Sigh. That’s worse than my last Makefile.PL based version! What’s going on? Ok, my c_source hack is biting me. I noticed that it was helpfully adding -I options for the sources directory to the compiler, but since I was passing in actual files to c_source I was getting compiler lines like -Imonotonic_clock/src/monotonic_clock.c. This was a warning on my Debian gcc and on Windows gcc, but my Mac’s clang just ignored it with no message at all. So I blew it off. Well, it turns out other compilers are more strict.
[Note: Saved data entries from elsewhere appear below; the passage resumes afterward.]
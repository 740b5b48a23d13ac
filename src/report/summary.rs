//! Summary of a single pipeline run.

use chrono::{DateTime, Utc};
use serde::{Deserialize, Serialize};
use std::path::{Path, PathBuf};
use uuid::Uuid;

/// Counts gathered while the pipeline runs.
#[derive(Debug, Clone, Default, PartialEq, Serialize, Deserialize)]
pub struct RunStats {
    /// Transaction rows read
    pub transactions: u64,
    /// Distinct households in the table
    pub households: u64,
    /// Rows tagged as target purchases
    pub target_purchases: u64,
    /// Snapshot weeks in the panel
    pub snapshots: u64,
    /// Lag features per snapshot
    pub lag_depth: u64,
    /// Rows written to the panel file
    pub panel_rows: u64,
    /// Whether household attributes were joined
    pub enriched: bool,
}

/// Record of one run, printed at the end and optionally saved as JSON.
#[derive(Debug, Clone, Serialize, Deserialize)]
pub struct RunSummary {
    pub run_id: Uuid,
    pub started_at: DateTime<Utc>,
    pub finished_at: Option<DateTime<Utc>>,
    pub input: PathBuf,
    pub output: PathBuf,
    pub target_commodity: String,
    pub stats: RunStats,
}

impl RunSummary {
    /// Start a summary for a run between two resolved paths.
    pub fn start(input: &Path, output: &Path, target_commodity: &str) -> Self {
        Self {
            run_id: Uuid::new_v4(),
            started_at: Utc::now(),
            finished_at: None,
            input: input.to_path_buf(),
            output: output.to_path_buf(),
            target_commodity: target_commodity.to_string(),
            stats: RunStats::default(),
        }
    }

    /// Mark the run as finished.
    pub fn finish(&mut self) {
        self.finished_at = Some(Utc::now());
    }

    /// Seconds between start and finish, if finished.
    pub fn duration_secs(&self) -> Option<f64> {
        self.finished_at
            .map(|end| (end - self.started_at).num_milliseconds() as f64 / 1000.0)
    }

    /// Get a summary string for display.
    pub fn summary(&self) -> String {
        let stats = &self.stats;
        let duration = self
            .duration_secs()
            .map(|secs| format!("{secs:.2} seconds"))
            .unwrap_or_else(|| "in progress".to_string());
        format!(
            "Run Summary ({}):\n\
             - Input: {}\n\
             - Output: {}\n\
             - Transactions read: {}\n\
             - Households: {}\n\
             - {} purchases: {}\n\
             - Snapshot weeks: {}\n\
             - Lag weeks per snapshot: {}\n\
             - Panel rows written: {}\n\
             - Household attributes: {}\n\
             - Duration: {}",
            self.run_id,
            self.input.display(),
            self.output.display(),
            stats.transactions,
            stats.households,
            self.target_commodity,
            stats.target_purchases,
            stats.snapshots,
            stats.lag_depth,
            stats.panel_rows,
            if stats.enriched { "joined" } else { "skipped" },
            duration
        )
    }

    /// Save the summary as JSON.
    pub fn save(&self, path: &Path) -> Result<(), std::io::Error> {
        if let Some(parent) = path.parent().filter(|p| !p.as_os_str().is_empty()) {
            std::fs::create_dir_all(parent)?;
        }

        let json = serde_json::to_string_pretty(self).map_err(std::io::Error::other)?;
        std::fs::write(path, json)
    }
}

#[cfg(test)]
mod tests {
    use super::*;

    #[test]
    fn test_summary_format() {
        let mut summary =
            RunSummary::start(Path::new("raw/tx.csv"), Path::new("out/panel.csv"), "EGGS");
        summary.stats.transactions = 12;
        summary.stats.households = 3;

        let text = summary.summary();
        assert!(text.contains("Transactions read: 12"));
        assert!(text.contains("Households: 3"));
        assert!(text.contains("EGGS purchases: 0"));
        assert!(text.contains("in progress"));

        summary.finish();
        assert!(summary.duration_secs().is_some());
        assert!(summary.summary().contains("seconds"));
    }

    #[test]
    fn test_save_summary() {
        let dir = tempfile::tempdir().unwrap();
        let path = dir.path().join("summary.json");
        let mut summary = RunSummary::start(Path::new("in.csv"), Path::new("out.csv"), "EGGS");
        summary.stats.panel_rows = 40;
        summary.finish();

        summary.save(&path).unwrap();
        let loaded: RunSummary =
            serde_json::from_str(&std::fs::read_to_string(&path).unwrap()).unwrap();
        assert_eq!(loaded.run_id, summary.run_id);
        assert_eq!(loaded.stats, summary.stats);
    }
}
So I start poking around the Module::Build source code. I discover that the c_source is adding to an internal include_dirs list. So I override the compile function to strip .c files out of the include_dirs list.:

# This hacks around the fact that we are using c_source to store files, when Module::Build expects directories.
my $custom = Module::Build->subclass(
    class => 'My::Builder',
    code  => <<'CUSTOM_CODE');
sub compile_c {
  my ($self, $file, %args) = @_;
  # Adding to c_source adds to include_dirs, too. Since we're adding files, remove them.
  @{$self->include_dirs} = grep { !/.c$/ } @{$self->include_dirs};
  $self->SUPER::compile_c($file, %args);
}
CUSTOM_CODE

It seems really hacky (I hate having to write Perl code in a string) and a bit fragile (I sure hope they don’t change the API in a new version) but it actually works! I publish that and wait to see my wall of green.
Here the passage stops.